(Items from a data source)
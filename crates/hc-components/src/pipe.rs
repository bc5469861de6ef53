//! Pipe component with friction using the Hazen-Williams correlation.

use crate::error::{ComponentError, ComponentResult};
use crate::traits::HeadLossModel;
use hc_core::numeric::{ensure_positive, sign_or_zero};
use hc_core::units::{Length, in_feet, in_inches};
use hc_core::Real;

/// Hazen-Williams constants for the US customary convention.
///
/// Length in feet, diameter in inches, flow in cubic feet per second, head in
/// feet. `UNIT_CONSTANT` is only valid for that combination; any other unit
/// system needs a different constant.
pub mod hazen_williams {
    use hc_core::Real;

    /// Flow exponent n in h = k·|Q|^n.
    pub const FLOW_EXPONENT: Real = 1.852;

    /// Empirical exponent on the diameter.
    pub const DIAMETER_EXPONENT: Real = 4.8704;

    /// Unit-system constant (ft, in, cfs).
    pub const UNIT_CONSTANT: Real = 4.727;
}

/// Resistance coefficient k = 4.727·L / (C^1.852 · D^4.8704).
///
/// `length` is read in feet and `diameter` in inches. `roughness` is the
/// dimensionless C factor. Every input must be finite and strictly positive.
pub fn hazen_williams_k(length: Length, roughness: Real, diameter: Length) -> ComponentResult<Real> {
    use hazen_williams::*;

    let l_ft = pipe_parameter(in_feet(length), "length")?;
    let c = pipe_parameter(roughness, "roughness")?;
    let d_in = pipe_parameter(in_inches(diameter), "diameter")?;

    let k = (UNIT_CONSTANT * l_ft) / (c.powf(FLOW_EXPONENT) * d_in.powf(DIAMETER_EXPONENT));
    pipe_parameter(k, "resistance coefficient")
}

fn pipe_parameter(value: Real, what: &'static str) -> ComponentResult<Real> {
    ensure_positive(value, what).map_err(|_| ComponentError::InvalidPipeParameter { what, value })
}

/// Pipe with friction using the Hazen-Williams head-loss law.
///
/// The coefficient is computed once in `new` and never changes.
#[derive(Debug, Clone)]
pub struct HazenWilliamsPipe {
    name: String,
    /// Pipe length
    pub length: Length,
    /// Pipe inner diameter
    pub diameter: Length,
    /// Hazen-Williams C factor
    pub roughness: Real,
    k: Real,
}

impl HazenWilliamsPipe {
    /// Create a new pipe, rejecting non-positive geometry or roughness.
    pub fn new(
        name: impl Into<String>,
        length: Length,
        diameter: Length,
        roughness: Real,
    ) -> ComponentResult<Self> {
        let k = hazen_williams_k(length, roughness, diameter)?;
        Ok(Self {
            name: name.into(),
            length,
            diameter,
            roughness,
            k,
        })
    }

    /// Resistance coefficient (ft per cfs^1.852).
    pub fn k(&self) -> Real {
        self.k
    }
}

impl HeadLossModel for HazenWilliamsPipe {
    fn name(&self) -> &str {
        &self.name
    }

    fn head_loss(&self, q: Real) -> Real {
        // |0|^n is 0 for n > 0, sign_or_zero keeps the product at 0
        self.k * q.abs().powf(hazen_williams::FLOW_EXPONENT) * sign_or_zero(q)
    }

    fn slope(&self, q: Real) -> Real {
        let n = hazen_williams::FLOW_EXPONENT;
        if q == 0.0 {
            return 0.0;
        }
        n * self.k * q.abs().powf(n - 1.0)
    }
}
---
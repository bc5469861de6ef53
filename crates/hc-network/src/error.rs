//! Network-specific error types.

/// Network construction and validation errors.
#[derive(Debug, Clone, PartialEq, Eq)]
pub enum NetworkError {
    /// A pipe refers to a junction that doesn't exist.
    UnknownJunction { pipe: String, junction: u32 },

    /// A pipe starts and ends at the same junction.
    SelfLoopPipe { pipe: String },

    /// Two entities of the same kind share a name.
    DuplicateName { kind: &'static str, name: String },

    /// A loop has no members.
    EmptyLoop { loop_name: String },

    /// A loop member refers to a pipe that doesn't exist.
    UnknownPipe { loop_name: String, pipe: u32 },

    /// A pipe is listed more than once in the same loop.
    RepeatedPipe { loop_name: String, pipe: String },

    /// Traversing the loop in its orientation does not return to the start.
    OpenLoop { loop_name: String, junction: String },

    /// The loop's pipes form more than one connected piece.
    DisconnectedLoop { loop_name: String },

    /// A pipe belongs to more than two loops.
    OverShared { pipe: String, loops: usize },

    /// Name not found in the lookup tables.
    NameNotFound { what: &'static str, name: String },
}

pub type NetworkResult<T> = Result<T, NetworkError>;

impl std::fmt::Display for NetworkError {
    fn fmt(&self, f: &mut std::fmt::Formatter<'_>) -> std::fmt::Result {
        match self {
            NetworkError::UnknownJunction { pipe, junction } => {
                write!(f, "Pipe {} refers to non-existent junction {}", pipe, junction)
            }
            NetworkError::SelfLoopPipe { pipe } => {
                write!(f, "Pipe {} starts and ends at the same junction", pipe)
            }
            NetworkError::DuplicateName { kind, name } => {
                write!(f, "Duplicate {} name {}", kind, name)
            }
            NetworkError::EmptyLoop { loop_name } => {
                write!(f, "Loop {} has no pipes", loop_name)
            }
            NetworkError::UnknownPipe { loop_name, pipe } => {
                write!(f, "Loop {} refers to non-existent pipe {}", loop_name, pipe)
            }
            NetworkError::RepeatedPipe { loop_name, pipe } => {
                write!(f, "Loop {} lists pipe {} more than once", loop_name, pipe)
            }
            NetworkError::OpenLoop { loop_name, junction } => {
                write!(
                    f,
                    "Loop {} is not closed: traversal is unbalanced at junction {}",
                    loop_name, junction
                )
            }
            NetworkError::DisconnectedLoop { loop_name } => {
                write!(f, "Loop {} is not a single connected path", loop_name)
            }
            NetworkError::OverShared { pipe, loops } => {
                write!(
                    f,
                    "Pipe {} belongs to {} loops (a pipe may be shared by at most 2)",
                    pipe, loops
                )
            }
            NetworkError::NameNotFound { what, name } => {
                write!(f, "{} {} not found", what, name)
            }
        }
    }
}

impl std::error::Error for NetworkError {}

- _Task item_
How many of the lines above include the string "HeadLossModel"? Only the number should be written.

- _Response below_
2